[MATERIAL SHOWN]

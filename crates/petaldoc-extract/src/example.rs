//! Splitting gallery markup files into titled, labelled example snippets.

use std::sync::LazyLock;

use log::{error, trace};
use petaldoc_markup::utils::{
  collapse_whitespace,
  never_matching_regex,
  truncate_chars,
};
use regex::Regex;

use crate::types::{ExampleSection, ExtractLimits, SubExample};

/// Namespace prefix used for every element in emitted snippets.
pub const CANONICAL_NAMESPACE: &str = "controls";

/// Label given to examples that have no label of their own.
pub const DEFAULT_LABEL: &str = "Example";

const CONTENT_PLACEHOLDER: &str = "<!-- Content -->";

static SECTION_RE: LazyLock<Regex> = LazyLock::new(|| {
  Regex::new(r"(?i)<local:SectionHeader\b([^>]*)>").unwrap_or_else(|e| {
    error!("Failed to compile SECTION_RE regex: {e}");
    never_matching_regex()
  })
});

static SECTION_ID_ATTR_RE: LazyLock<Regex> = LazyLock::new(|| {
  Regex::new(r#"(?i)\bSectionId="([^"]+)""#).unwrap_or_else(|e| {
    error!("Failed to compile SECTION_ID_ATTR_RE regex: {e}");
    never_matching_regex()
  })
});

static TITLE_ATTR_RE: LazyLock<Regex> = LazyLock::new(|| {
  Regex::new(r#"(?i)\bTitle="([^"]+)""#).unwrap_or_else(|e| {
    error!("Failed to compile TITLE_ATTR_RE regex: {e}");
    never_matching_regex()
  })
});

static BARE_ELEMENT_RE: LazyLock<Regex> = LazyLock::new(|| {
  Regex::new(r"<\w+:(\w+)\s*/?>").unwrap_or_else(|e| {
    error!("Failed to compile BARE_ELEMENT_RE regex: {e}");
    never_matching_regex()
  })
});

static LABEL_RE: LazyLock<Regex> = LazyLock::new(|| {
  Regex::new(r#"(?i)<TextBlock\s+Text="([^"]+)"[^>]*FontWeight="SemiBold"[^>]*/?>"#)
    .unwrap_or_else(|e| {
      error!("Failed to compile LABEL_RE regex: {e}");
      never_matching_regex()
    })
});

static ELEMENT_RE: LazyLock<Regex> = LazyLock::new(|| {
  Regex::new(r"<(\w+):(\w+)([^>]*?)(/?)>").unwrap_or_else(|e| {
    error!("Failed to compile ELEMENT_RE regex: {e}");
    never_matching_regex()
  })
});

static NAMESPACED_NAME_RE: LazyLock<Regex> = LazyLock::new(|| {
  Regex::new(r"<\w+:(\w+)").unwrap_or_else(|e| {
    error!("Failed to compile NAMESPACED_NAME_RE regex: {e}");
    never_matching_regex()
  })
});

static LAYOUT_ATTR_RE: LazyLock<Regex> = LazyLock::new(|| {
  Regex::new(
    r#"\s+(?:Margin|HorizontalAlignment|VerticalAlignment|Click|x:Name|Tag|ToolTip\.Tip)="[^"]*""#,
  )
  .unwrap_or_else(|e| {
    error!("Failed to compile LAYOUT_ATTR_RE regex: {e}");
    never_matching_regex()
  })
});

static SIZE_ATTR_RE: LazyLock<Regex> = LazyLock::new(|| {
  Regex::new(r#"\s+(?:Width|Height)="\d+""#).unwrap_or_else(|e| {
    error!("Failed to compile SIZE_ATTR_RE regex: {e}");
    never_matching_regex()
  })
});

static PATH_ICON_RE: LazyLock<Regex> = LazyLock::new(|| {
  Regex::new(r#"<PathIcon[^>]*?Data="([^"]*)"[^>]*/>"#).unwrap_or_else(|e| {
    error!("Failed to compile PATH_ICON_RE regex: {e}");
    never_matching_regex()
  })
});

/// Extracts [`ExampleSection`]s from one gallery markup file.
#[derive(Debug, Clone)]
pub struct ExampleExtractor {
  type_prefix: String,
  separator:   String,
  limits:      ExtractLimits,
}

impl ExampleExtractor {
  /// Create an extractor for elements whose names start with `type_prefix`.
  /// The separator element is `{type_prefix}Divider`.
  #[must_use]
  pub fn new(type_prefix: impl Into<String>, limits: ExtractLimits) -> Self {
    let type_prefix = type_prefix.into();
    let separator = format!("{type_prefix}Divider");
    Self {
      type_prefix,
      separator,
      limits,
    }
  }

  #[must_use]
  pub fn type_prefix(&self) -> &str {
    &self.type_prefix
  }

  /// Parse a markup document into sections, in source order.
  ///
  /// Sections that contain no usable custom element are dropped.
  #[must_use]
  pub fn parse(&self, text: &str) -> Vec<ExampleSection> {
    let markers: Vec<(usize, usize, String, String)> = SECTION_RE
      .captures_iter(text)
      .filter_map(|caps| {
        let whole = caps.get(0)?;
        let attrs = &caps[1];
        let title = TITLE_ATTR_RE.captures(attrs)?[1].to_string();
        let section_id = SECTION_ID_ATTR_RE
          .captures(attrs)
          .map_or_else(|| id_from_title(&title), |c| c[1].to_string());
        Some((whole.start(), whole.end(), section_id, title))
      })
      .collect();

    let mut sections = Vec::new();
    for (idx, (_, content_start, section_id, title)) in
      markers.iter().enumerate()
    {
      let next_marker = markers.get(idx + 1).map_or(text.len(), |m| m.0);
      let end = self
        .find_separator(text, *content_start)
        .filter(|&pos| pos < next_marker)
        .unwrap_or(next_marker);

      let sub_examples = self.sub_examples(&text[*content_start..end]);
      if sub_examples.is_empty() {
        trace!("Dropping section '{section_id}' without usable elements");
        continue;
      }

      sections.push(ExampleSection {
        section_id: section_id.clone(),
        title: title.clone(),
        sub_examples,
      });
    }

    sections
  }

  /// Offset of the first bare separator element at or after `from`.
  fn find_separator(&self, text: &str, from: usize) -> Option<usize> {
    BARE_ELEMENT_RE
      .captures_iter(&text[from..])
      .find(|caps| caps[1] == self.separator)
      .and_then(|caps| caps.get(0))
      .map(|m| from + m.start())
  }

  fn sub_examples(&self, content: &str) -> Vec<SubExample> {
    let labels: Vec<_> = LABEL_RE.captures_iter(content).collect();
    let mut result = Vec::new();

    for (idx, caps) in labels.iter().enumerate() {
      let Some(whole) = caps.get(0) else {
        continue;
      };
      let end = labels
        .get(idx + 1)
        .and_then(|next| next.get(0))
        .map_or(content.len(), |m| m.start());
      let snippet = self.elements(&content[whole.end()..end]);
      if !snippet.is_empty() {
        result.push(SubExample {
          label: caps[1].to_string(),
          snippet,
        });
      }
    }

    if result.is_empty() {
      let snippet = self.elements(content);
      if !snippet.is_empty() {
        result.push(SubExample {
          label: DEFAULT_LABEL.to_string(),
          snippet,
        });
      }
    }

    result
  }

  /// Collect up to the configured number of custom elements from `span`,
  /// formatted canonically and joined by newlines.
  fn elements(&self, span: &str) -> String {
    let mut found: Vec<String> = Vec::new();
    let mut cursor = 0;

    while found.len() < self.limits.max_elements_per_example {
      let Some(caps) = ELEMENT_RE.captures_at(span, cursor) else {
        break;
      };
      let Some(whole) = caps.get(0) else {
        break;
      };
      cursor = whole.end();

      let namespace = &caps[1];
      let name = &caps[2];
      if !name.starts_with(&self.type_prefix) || name == self.separator {
        continue;
      }

      let attrs = clean_attrs(&caps[3]);
      let self_closing = !caps[4].is_empty();

      let formatted = if self_closing {
        format_element(name, &attrs, None)
      } else {
        let qualified = format!("{namespace}:{name}");
        let Some((inner_end, close_end)) =
          find_matching_close(span, whole.end(), &qualified)
        else {
          continue;
        };
        cursor = close_end;
        let inner = self.simplify_inner(&span[whole.end()..inner_end]);
        format_element(name, &attrs, Some(&inner))
      };

      if !found.contains(&formatted) {
        found.push(formatted);
      }
    }

    found.join("\n")
  }

  /// Reduce nested content to a single short line.
  fn simplify_inner(&self, inner: &str) -> String {
    let mut normalized = collapse_whitespace(inner);
    if normalized.chars().count() > self.limits.max_normalized_length {
      normalized = format!(
        "{}...",
        truncate_chars(
          &normalized,
          self.limits.max_normalized_length.saturating_sub(3)
        )
      );
    }

    let has_custom = NAMESPACED_NAME_RE
      .captures_iter(&normalized)
      .any(|caps| caps[1].starts_with(&self.type_prefix));
    if has_custom
      || normalized.contains("<StackPanel")
      || normalized.contains("<Grid")
    {
      return self
        .icon_preview(&normalized)
        .unwrap_or_else(|| CONTENT_PLACEHOLDER.to_string());
    }

    if normalized.chars().count() > self.limits.max_inner_content_length {
      return format!(
        "{}...",
        truncate_chars(&normalized, self.limits.max_inner_content_length)
      );
    }
    normalized
  }

  fn icon_preview(&self, content: &str) -> Option<String> {
    let caps = PATH_ICON_RE.captures(content)?;
    let data = &caps[1];
    if data.is_empty() {
      return None;
    }
    if data.starts_with('{') {
      return caps.get(0).map(|m| m.as_str().to_string());
    }
    Some(format!(
      "<PathIcon Data=\"{}...\"/>",
      truncate_chars(data, self.limits.max_icon_data_length)
    ))
  }
}

/// Section id derived from a title: lower-cased, spaces and slashes turned
/// into hyphens.
fn id_from_title(title: &str) -> String {
  title.to_lowercase().replace([' ', '/'], "-")
}

/// Strip sizing, positioning, naming, tooltip and event attributes.
fn clean_attrs(attrs: &str) -> String {
  let attrs = LAYOUT_ATTR_RE.replace_all(attrs, "");
  let attrs = SIZE_ATTR_RE.replace_all(&attrs, "");
  let attrs = collapse_whitespace(&attrs);
  if attrs.is_empty() {
    attrs
  } else {
    format!(" {attrs}")
  }
}

fn format_element(name: &str, attrs: &str, inner: Option<&str>) -> String {
  match inner {
    Some(inner) if !inner.trim().is_empty() => {
      format!(
        "<{CANONICAL_NAMESPACE}:{name}{attrs}>\n    \
         {inner}\n</{CANONICAL_NAMESPACE}:{name}>"
      )
    },
    _ => format!("<{CANONICAL_NAMESPACE}:{name}{attrs}/>"),
  }
}

/// Locate the closing tag for an element opened just before `from`,
/// accounting for nested elements of the same name.
///
/// Returns the offsets of the start and end of the closing tag.
fn find_matching_close(
  text: &str,
  from: usize,
  qualified: &str,
) -> Option<(usize, usize)> {
  let open = format!("<{qualified}");
  let close = format!("</{qualified}>");
  let mut depth = 1usize;
  let mut cursor = from;

  while cursor < text.len() {
    let close_at = cursor + text[cursor..].find(&close)?;
    let nested_open = text[cursor..close_at]
      .find(&open)
      .map(|offset| cursor + offset);

    match nested_open {
      Some(open_at) => {
        let after = open_at + open.len();
        let tag_end = after + text[after..].find('>')?;
        let is_element = text[after..]
          .starts_with(|c: char| c.is_whitespace() || c == '/' || c == '>');
        if is_element && !text[..tag_end].ends_with('/') {
          depth += 1;
        }
        cursor = tag_end + 1;
      },
      None => {
        depth -= 1;
        if depth == 0 {
          return Some((close_at, close_at + close.len()));
        }
        cursor = close_at + close.len();
      },
    }
  }

  None
}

[EXERCISE PROMPT]
Filter the lines above so that only those with the string "depth" remain, then copy them.

[TASK SOLUTION]
  let mut depth = 1usize;
          depth += 1;
        depth -= 1;
        if depth == 0 {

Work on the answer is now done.